世界的にも稀有な独立ブランド、ミッシェル・エルブラン本社で伝統が根付く独自の時計作りに密着。受付横にはフラッグシップモデルの「ニューポート」など、主要ラインナップのスケッチが我々を出迎えてくれました。

フランス人女性に特に愛されるデザイン性の高さ

ミッシェル・エルブランの腕時計は、過去のアーカイブから着想を得た〝伝統〞を重んじることと、年産8万本を量産する〝効率〞とをバランス良く考えて作られています。社長の甥にあたる、デザイナーのマチュー氏は日々、過去のタイムピースを参考にしつつ、一方で営業部隊の意見も取り入れてプロダクトに落とし込んでいるそう。これは、デザインにうるさいフランス人、それも女性をメイン顧客としているがゆえのノウハウなのでしょう。

↑かつてのミッシェル・エルブランのモデル

レディスの「アンタレス」はまさにこの好例で、角型時計でかつバンドが交換できます。

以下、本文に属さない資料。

// Copyright (C) 2026 Fred Clausen
// Use of this source code is governed by an MIT-style
// license that can be found in the LICENSE file or at
// https://opensource.org/licenses/MIT.

#![allow(clippy::expect_used, clippy::unwrap_used)]

use super::*;
use axum::{
    body::Body,
    http::{Request, StatusCode as HttpStatusCode},
};
use serde_json::{Value, json};
use time::Duration;
use tower::ServiceExt;

use crate::identity::{USER_EMAIL_HEADER, USER_ID_HEADER};

/// A caller as forwarded by the authentication layer.
#[derive(Debug, Clone)]
struct Caller {
    user_id: i64,
    email: String,
}

fn create_test_app_state() -> AppState {
    let persistence: SqlitePersistence =
        SqlitePersistence::new_in_memory().expect("Failed to create in-memory persistence");
    AppState {
        persistence: Arc::new(Mutex::new(persistence)),
        live: LiveEventBroadcaster::new(),
        app_url: Url::parse("http://localhost:3000").unwrap(),
        sender: Arc::new(LogInvitationSender),
    }
}

async fn send(
    app: &Router,
    method: &str,
    uri: &str,
    caller: Option<&Caller>,
    body: Option<Value>,
) -> (HttpStatusCode, Value) {
    let mut builder = Request::builder().method(method).uri(uri);
    if let Some(caller) = caller {
        builder = builder
            .header(USER_ID_HEADER, caller.user_id.to_string())
            .header(USER_EMAIL_HEADER, caller.email.as_str());
    }
    let request = match body {
        Some(body) => builder
            .header("content-type", "application/json")
            .body(Body::from(body.to_string()))
            .unwrap(),
        None => builder.body(Body::empty()).unwrap(),
    };

    let response = app.clone().oneshot(request).await.unwrap();
    let status = response.status();
    let bytes = axum::body::to_bytes(response.into_body(), usize::MAX)
        .await
        .unwrap();
    let json: Value = if bytes.is_empty() {
        Value::Null
    } else {
        serde_json::from_slice(&bytes).unwrap()
    };
    (status, json)
}

async fn register(app: &Router, name: &str, organization_id: Option<i64>) -> Caller {
    let email = format!("{}@example.com", name.to_lowercase());
    let (status, body) = send(
        app,
        "POST",
        "/register",
        None,
        Some(json!({
            "name": name,
            "email": email,
            "password": "Sunflower42",
            "organization_id": organization_id,
        })),
    )
    .await;
    assert_eq!(status, HttpStatusCode::OK, "{body}");
    Caller {
        user_id: body["user_id"].as_i64().unwrap(),
        email,
    }
}

struct Acme {
    app: Router,
    state: AppState,
    organization_id: i64,
    admin: Caller,
    alice: Caller,
    bob: Caller,
    carol: Caller,
    outsider: Caller,
}

async fn setup_acme() -> Acme {
    let state = create_test_app_state();
    let app = build_router(state.clone());

    let admin = register(&app, "Admin", None).await;
    let (status, body) = send(
        &app,
        "POST",
        "/organizations",
        Some(&admin),
        Some(json!({"name": "Acme"})),
    )
    .await;
    assert_eq!(status, HttpStatusCode::OK, "{body}");
    let organization_id = body["organization_id"].as_i64().unwrap();

    let alice = register(&app, "Alice", Some(organization_id)).await;
    let bob = register(&app, "Bob", Some(organization_id)).await;
    let carol = register(&app, "Carol", Some(organization_id)).await;
    let outsider = register(&app, "Mallory", None).await;

    Acme {
        app,
        state,
        organization_id,
        admin,
        alice,
        bob,
        carol,
        outsider,
    }
}

async fn create_team_lead(acme: &Acme) -> Value {
    let end = orgvote_domain::format_timestamp(OffsetDateTime::now_utc() + Duration::hours(1))
        .unwrap();
    let (status, body) = send(
        &acme.app,
        "POST",
        "/votes",
        Some(&acme.admin),
        Some(json!({
            "organization_id": acme.organization_id,
            "name": "Team Lead",
            "candidates": [acme.alice.user_id, acme.bob.user_id],
            "end_time": end,
        })),
    )
    .await;
    assert_eq!(status, HttpStatusCode::OK, "{body}");
    body
}

fn candidate_id(vote: &Value, user: &Caller) -> i64 {
    vote["candidates"]
        .as_array()
        .unwrap()
        .iter()
        .find(|c| c["user_id"].as_i64() == Some(user.user_id))
        .and_then(|c| c["candidate_id"].as_i64())
        .unwrap()
}

#[tokio::test]
async fn test_missing_or_malformed_identity_is_unauthenticated() {
    let app = build_router(create_test_app_state());
    let malformed = Caller {
        user_id: 1,
        email: String::new(),
    };

    let (missing_status, missing_body) = send(&app, "GET", "/memberships", None, None).await;
    let (blank_status, _) = send(&app, "GET", "/memberships", Some(&malformed), None).await;

    assert_eq!(missing_status, HttpStatusCode::UNAUTHORIZED);
    assert_eq!(missing_body["error"], json!(true));
    assert_eq!(missing_body["kind"], json!("unauthenticated"));
    assert_eq!(blank_status, HttpStatusCode::UNAUTHORIZED);
}

#[tokio::test]
async fn test_team_lead_vote_over_http() {
    let acme = setup_acme().await;
    let mut events = acme.state.live.subscribe();
    let vote = create_team_lead(&acme).await;
    let vote_id = vote["vote_id"].as_i64().unwrap();
    let alice = candidate_id(&vote, &acme.alice);
    let ballots = format!("/votes/{vote_id}/ballots");

    assert_eq!(vote["state"], json!("OPEN"));
    assert_eq!(
        events.try_recv().unwrap(),
        LiveEvent::VoteCreated {
            organization_id: acme.organization_id,
            vote_id,
        }
    );

    let (status, ballot) = send(
        &acme.app,
        "POST",
        &ballots,
        Some(&acme.carol),
        Some(json!({"candidate_id": alice})),
    )
    .await;
    assert_eq!(status, HttpStatusCode::OK, "{ballot}");
    assert_eq!(ballot["is_winner"], json!(true));
    assert_eq!(ballot["total_votes"], json!(1));
    assert_eq!(ballot["statistics"]["voter_id"], json!(acme.carol.user_id));
    assert_eq!(
        events.try_recv().unwrap(),
        LiveEvent::BallotCast {
            organization_id: acme.organization_id,
            vote_id,
            total_votes: 1,
        }
    );

    let (again_status, again) = send(
        &acme.app,
        "POST",
        &ballots,
        Some(&acme.carol),
        Some(json!({"candidate_id": alice})),
    )
    .await;
    assert_eq!(again_status, HttpStatusCode::CONFLICT);
    assert_eq!(again["kind"], json!("already_voted"));

    let (results_status, results) = send(
        &acme.app,
        "GET",
        &format!("/votes/{vote_id}/results"),
        Some(&acme.bob),
        None,
    )
    .await;
    assert_eq!(results_status, HttpStatusCode::OK);
    assert_eq!(results["total_votes"], json!(1));
    assert_eq!(results["candidates"][0]["is_winner"], json!(true));
    assert_eq!(results["candidates"][1]["slogan"], json!(orgvote_api::NO_SLOGAN));
}

#[tokio::test]
async fn test_ballot_rejections_map_to_status_codes() {
    let acme = setup_acme().await;
    let vote = create_team_lead(&acme).await;
    let vote_id = vote["vote_id"].as_i64().unwrap();
    let alice = candidate_id(&vote, &acme.alice);
    let ballots = format!("/votes/{vote_id}/ballots");

    let (invalid_status, invalid) = send(
        &acme.app,
        "POST",
        &ballots,
        Some(&acme.carol),
        Some(json!({"candidate_id": 9_999})),
    )
    .await;
    let (outsider_status, outsider) = send(
        &acme.app,
        "POST",
        &ballots,
        Some(&acme.outsider),
        Some(json!({"candidate_id": alice})),
    )
    .await;
    let (missing_status, missing) = send(
        &acme.app,
        "POST",
        "/votes/4040/ballots",
        Some(&acme.carol),
        Some(json!({"candidate_id": alice})),
    )
    .await;

    assert_eq!(invalid_status, HttpStatusCode::BAD_REQUEST);
    assert_eq!(invalid["kind"], json!("invalid_candidate"));
    assert_eq!(outsider_status, HttpStatusCode::FORBIDDEN);
    assert_eq!(outsider["kind"], json!("forbidden"));
    assert_eq!(missing_status, HttpStatusCode::NOT_FOUND);
    assert_eq!(missing["kind"], json!("not_found"));
}

#[tokio::test]
async fn test_closed_vote_rejects_ballots() {
    let acme = setup_acme().await;
    let now = OffsetDateTime::now_utc();
    let (status, vote) = send(
        &acme.app,
        "POST",
        "/votes",
        Some(&acme.admin),
        Some(json!({
            "organization_id": acme.organization_id,
            "name": "Next Quarter",
            "candidates": [acme.alice.user_id],
            "start_time": orgvote_domain::format_timestamp(now + Duration::days(1)).unwrap(),
        })),
    )
    .await;
    assert_eq!(status, HttpStatusCode::OK, "{vote}");
    assert_eq!(vote["state"], json!("PENDING"));

    let (ballot_status, ballot) = send(
        &acme.app,
        "POST",
        &format!("/votes/{}/ballots", vote["vote_id"]),
        Some(&acme.carol),
        Some(json!({"candidate_id": candidate_id(&vote, &acme.alice)})),
    )
    .await;

    assert_eq!(ballot_status, HttpStatusCode::BAD_REQUEST);
    assert_eq!(ballot["kind"], json!("vote_closed"));
}

#[tokio::test]
async fn test_department_tree_over_http() {
    let acme = setup_acme().await;
    let (_, eng) = send(
        &acme.app,
        "POST",
        "/departments",
        Some(&acme.admin),
        Some(json!({"organization_id": acme.organization_id, "name": "Eng"})),
    )
    .await;
    let eng_id = eng["department_id"].as_i64().unwrap();
    let (_, backend) = send(
        &acme.app,
        "POST",
        "/departments",
        Some(&acme.admin),
        Some(json!({
            "organization_id": acme.organization_id,
            "name": "Backend",
            "parent_id": eng_id,
        })),
    )
    .await;
    assert_eq!(backend["full_path"], json!("Eng - Backend"));

    let (cycle_status, cycle) = send(
        &acme.app,
        "PUT",
        &format!("/departments/{eng_id}"),
        Some(&acme.admin),
        Some(json!({
            "organization_id": acme.organization_id,
            "parent_id": backend["department_id"],
        })),
    )
    .await;
    assert_eq!(cycle_status, HttpStatusCode::BAD_REQUEST);
    assert_eq!(cycle["kind"], json!("invalid_argument"));

    let (member_status, _) = send(
        &acme.app,
        "POST",
        "/departments",
        Some(&acme.carol),
        Some(json!({"organization_id": acme.organization_id, "name": "Ops"})),
    )
    .await;
    assert_eq!(member_status, HttpStatusCode::FORBIDDEN);

    let (delete_status, deleted) = send(
        &acme.app,
        "DELETE",
        &format!("/departments/{eng_id}"),
        Some(&acme.admin),
        Some(json!({"organization_id": acme.organization_id, "child_ids": []})),
    )
    .await;
    assert_eq!(delete_status, HttpStatusCode::OK);
    assert_eq!(deleted["deleted_ids"].as_array().unwrap().len(), 2);

    let (_, listed) = send(
        &acme.app,
        "GET",
        &format!("/departments?organization_id={}", acme.organization_id),
        Some(&acme.carol),
        None,
    )
    .await;
    assert_eq!(listed["departments"], json!([]));
}

#[tokio::test]
async fn test_delete_vote_checks_organization() {
    let acme = setup_acme().await;
    let vote = create_team_lead(&acme).await;
    let vote_id = vote["vote_id"].as_i64().unwrap();

    let (wrong_status, _) = send(
        &acme.app,
        "DELETE",
        &format!("/votes/{vote_id}?organization_id={}", acme.organization_id + 1),
        Some(&acme.admin),
        None,
    )
    .await;
    let (status, _) = send(
        &acme.app,
        "DELETE",
        &format!("/votes/{vote_id}?organization_id={}", acme.organization_id),
        Some(&acme.admin),
        None,
    )
    .await;
    let (gone_status, _) = send(
        &acme.app,
        "GET",
        &format!("/votes/{vote_id}"),
        Some(&acme.admin),
        None,
    )
    .await;

    assert_eq!(wrong_status, HttpStatusCode::NOT_FOUND);
    assert_eq!(status, HttpStatusCode::OK);
    assert_eq!(gone_status, HttpStatusCode::NOT_FOUND);
}

#[tokio::test]
async fn test_validate_email_and_duplicate_registration() {
    let acme = setup_acme().await;

    let (_, taken) = send(
        &acme.app,
        "POST",
        "/validate-email",
        None,
        Some(json!({"email": "ALICE@example.com"})),
    )
    .await;
    let (_, free) = send(
        &acme.app,
        "POST",
        "/validate-email",
        None,
        Some(json!({"email": "erin@example.com"})),
    )
    .await;
    let (duplicate_status, duplicate) = send(
        &acme.app,
        "POST",
        "/register",
        None,
        Some(json!({
            "name": "Alice",
            "email": "alice@example.com",
            "password": "Sunflower42",
        })),
    )
    .await;

    assert_eq!(taken["is_valid"], json!(false));
    assert_eq!(taken["message"], json!("Email already registered"));
    assert_eq!(free["is_valid"], json!(true));
    assert_eq!(duplicate_status, HttpStatusCode::CONFLICT);
    assert_eq!(duplicate["message"], json!("Email already exists"));
}

#[tokio::test]
async fn test_invitations_and_memberships() {
    let acme = setup_acme().await;

    let (status, response) = send(
        &acme.app,
        "POST",
        &format!("/organizations/{}/invitations", acme.organization_id),
        Some(&acme.admin),
        Some(json!({
            "emails": ["mallory@example.com", "erin@example.com"],
            "names": ["Mallory", "Erin"],
        })),
    )
    .await;
    assert_eq!(status, HttpStatusCode::OK, "{response}");
    assert_eq!(response["results"][0]["target"], json!("sign-in"));
    assert_eq!(response["results"][1]["target"], json!("sign-up"));
    assert_eq!(response["failed_count"], json!(0));

    let (_, memberships) = send(&acme.app, "GET", "/memberships", Some(&acme.alice), None).await;
    assert_eq!(memberships["memberships"][0]["role"], json!("MEMBER"));

    let (_, voters) = send(
        &acme.app,
        "GET",
        &format!("/organizations/{}/voters", acme.organization_id),
        Some(&acme.admin),
        None,
    )
    .await;
    assert_eq!(voters["voters"].as_array().unwrap().len(), 3);
}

腕時計もファッションアイテムの一部として、着せ替え・アレンジできる幅を柔軟に持たせています。

↑手書きスケッチを基にCAD上でシミュレーション。ここから設計図がおこされる

メインのアッセンブルフロアも見学。一見少人数に見えますが、年産8万本もの組み立てを行っているんだそう。若いスタッフが多いのも特徴です。スイスメイドの自動巻きも自社でアッセンブルしています。

設計図ひとつとっても、昔ながらの手書きスケッチをベースにし、“フランス流”を徹底しているミッシェル・エルブラン。だからこそ洗練された美しいデザインや素材、質感、そのどれもが同社の掲げる「最高品質」と呼ぶに値するのかもしれません。